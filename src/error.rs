use axum::http::StatusCode;
use axum::response::{IntoResponse, Response};
use serde_json::json;

/// Unified error type for the trial-balance sync.
#[derive(Debug, thiserror::Error)]
pub enum SyncError {
    // ── Auth Errors ─────────────────────────────────────────────────────
    #[error("Tokens not found. Please authenticate.")]
    NotAuthenticated,

    #[error("Failed to get tokens: {0}")]
    AuthExchange(String),

    #[error("Failed to refresh tokens: {0}")]
    AuthRefresh(String),

    #[error("Invalid state parameter")]
    InvalidState,

    // ── API Errors ──────────────────────────────────────────────────────
    #[error("API call failed after {attempts} attempts")]
    ApiCallExhausted { attempts: u32 },

    #[error("Transport error: {0}")]
    Transport(String),

    #[error("Request cancelled")]
    Cancelled,

    // ── Data Errors ─────────────────────────────────────────────────────
    #[error("Malformed report: {0}")]
    MalformedReport(String),

    #[error("Token store error: {0}")]
    TokenStore(String),

    #[error("Ledger write failed: {0}")]
    LedgerWrite(String),

    // ── Internal ────────────────────────────────────────────────────────
    #[error("Configuration error: {0}")]
    Config(String),
}

impl SyncError {
    /// Stable machine-readable code for this error kind.
    pub fn code(&self) -> &'static str {
        match self {
            SyncError::NotAuthenticated => "not_authenticated",
            SyncError::AuthExchange(_) => "auth_exchange_failed",
            SyncError::AuthRefresh(_) => "auth_refresh_failed",
            SyncError::InvalidState => "invalid_state",
            SyncError::ApiCallExhausted { .. } => "api_call_exhausted",
            SyncError::Transport(_) => "transport_error",
            SyncError::Cancelled => "cancelled",
            SyncError::MalformedReport(_) => "malformed_report",
            SyncError::TokenStore(_) => "token_store_error",
            SyncError::LedgerWrite(_) => "ledger_write_failed",
            SyncError::Config(_) => "config_error",
        }
    }

    fn status(&self) -> StatusCode {
        match self {
            SyncError::NotAuthenticated => StatusCode::UNAUTHORIZED,
            SyncError::InvalidState => StatusCode::BAD_REQUEST,
            SyncError::AuthExchange(_)
            | SyncError::AuthRefresh(_)
            | SyncError::ApiCallExhausted { .. }
            | SyncError::Transport(_)
            | SyncError::MalformedReport(_) => StatusCode::BAD_GATEWAY,
            SyncError::Cancelled => StatusCode::SERVICE_UNAVAILABLE,
            SyncError::TokenStore(_) | SyncError::LedgerWrite(_) | SyncError::Config(_) => {
                StatusCode::INTERNAL_SERVER_ERROR
            }
        }
    }
}

impl From<sqlx::Error> for SyncError {
    fn from(e: sqlx::Error) -> Self {
        tracing::error!("Database error: {e}");
        SyncError::LedgerWrite(e.to_string())
    }
}

impl IntoResponse for SyncError {
    fn into_response(self) -> Response {
        let body = json!({
            "error": {
                "code": self.code(),
                "message": self.to_string(),
            }
        });

        (self.status(), axum::Json(body)).into_response()
    }
}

※

■ AIM OF THE EXERCISE:
Transcribe all entries word for word.

■ SOLUTION:
filename src/error.rs
use axum::http::StatusCode;
use axum::response::{IntoResponse, Response};
use serde_json::json;

/// Unified error type for the trial-balance sync.
#[derive(Debug, thiserror::Error)]
pub enum SyncError {
    // ── Auth Errors ─────────────────────────────────────────────────────
    #[error("Tokens not found. Please authenticate.")]
    NotAuthenticated,

    #[error("Failed to get tokens: {0}")]
    AuthExchange(String),

    #[error("Failed to refresh tokens: {0}")]
    AuthRefresh(String),

    #[error("Invalid state parameter")]
    InvalidState,

    // ── API Errors ──────────────────────────────────────────────────────
    #[error("API call failed after {attempts} attempts")]
    ApiCallExhausted { attempts: u32 },

    #[error("Transport error: {0}")]
    Transport(String),

    #[error("Request cancelled")]
    Cancelled,

    // ── Data Errors ─────────────────────────────────────────────────────
    #[error("Malformed report: {0}")]
    MalformedReport(String),

    #[error("Token store error: {0}")]
    TokenStore(String),

    #[error("Ledger write failed: {0}")]
    LedgerWrite(String),

    // ── Internal ────────────────────────────────────────────────────────
    #[error("Configuration error: {0}")]
    Config(String),
}

impl SyncError {
    /// Stable machine-readable code for this error kind.
    pub fn code(&self) -> &'static str {
        match self {
            SyncError::NotAuthenticated => "not_authenticated",
            SyncError::AuthExchange(_) => "auth_exchange_failed",
            SyncError::AuthRefresh(_) => "auth_refresh_failed",
            SyncError::InvalidState => "invalid_state",
            SyncError::ApiCallExhausted { .. } => "api_call_exhausted",
            SyncError::Transport(_) => "transport_error",
            SyncError::Cancelled => "cancelled",
            SyncError::MalformedReport(_) => "malformed_report",
            SyncError::TokenStore(_) => "token_store_error",
            SyncError::LedgerWrite(_) => "ledger_write_failed",
            SyncError::Config(_) => "config_error",
        }
    }

    fn status(&self) -> StatusCode {
        match self {
            SyncError::NotAuthenticated => StatusCode::UNAUTHORIZED,
            SyncError::InvalidState => StatusCode::BAD_REQUEST,
            SyncError::AuthExchange(_)
            | SyncError::AuthRefresh(_)
            | SyncError::ApiCallExhausted { .. }
            | SyncError::Transport(_)
            | SyncError::MalformedReport(_) => StatusCode::BAD_GATEWAY,
            SyncError::Cancelled => StatusCode::SERVICE_UNAVAILABLE,
            SyncError::TokenStore(_) | SyncError::LedgerWrite(_) | SyncError::Config(_) => {
                StatusCode::INTERNAL_SERVER_ERROR
            }
        }
    }
}

impl From<sqlx::Error> for SyncError {
    fn from(e: sqlx::Error) -> Self {
        tracing::error!("Database error: {e}");
        SyncError::LedgerWrite(e.to_string())
    }
}

impl IntoResponse for SyncError {
    fn into_response(self) -> Response {
        let body = json!({
            "error": {
                "code": self.code(),
                "message": self.to_string(),
            }
        });

        (self.status(), axum::Json(body)).into_response()
    }
}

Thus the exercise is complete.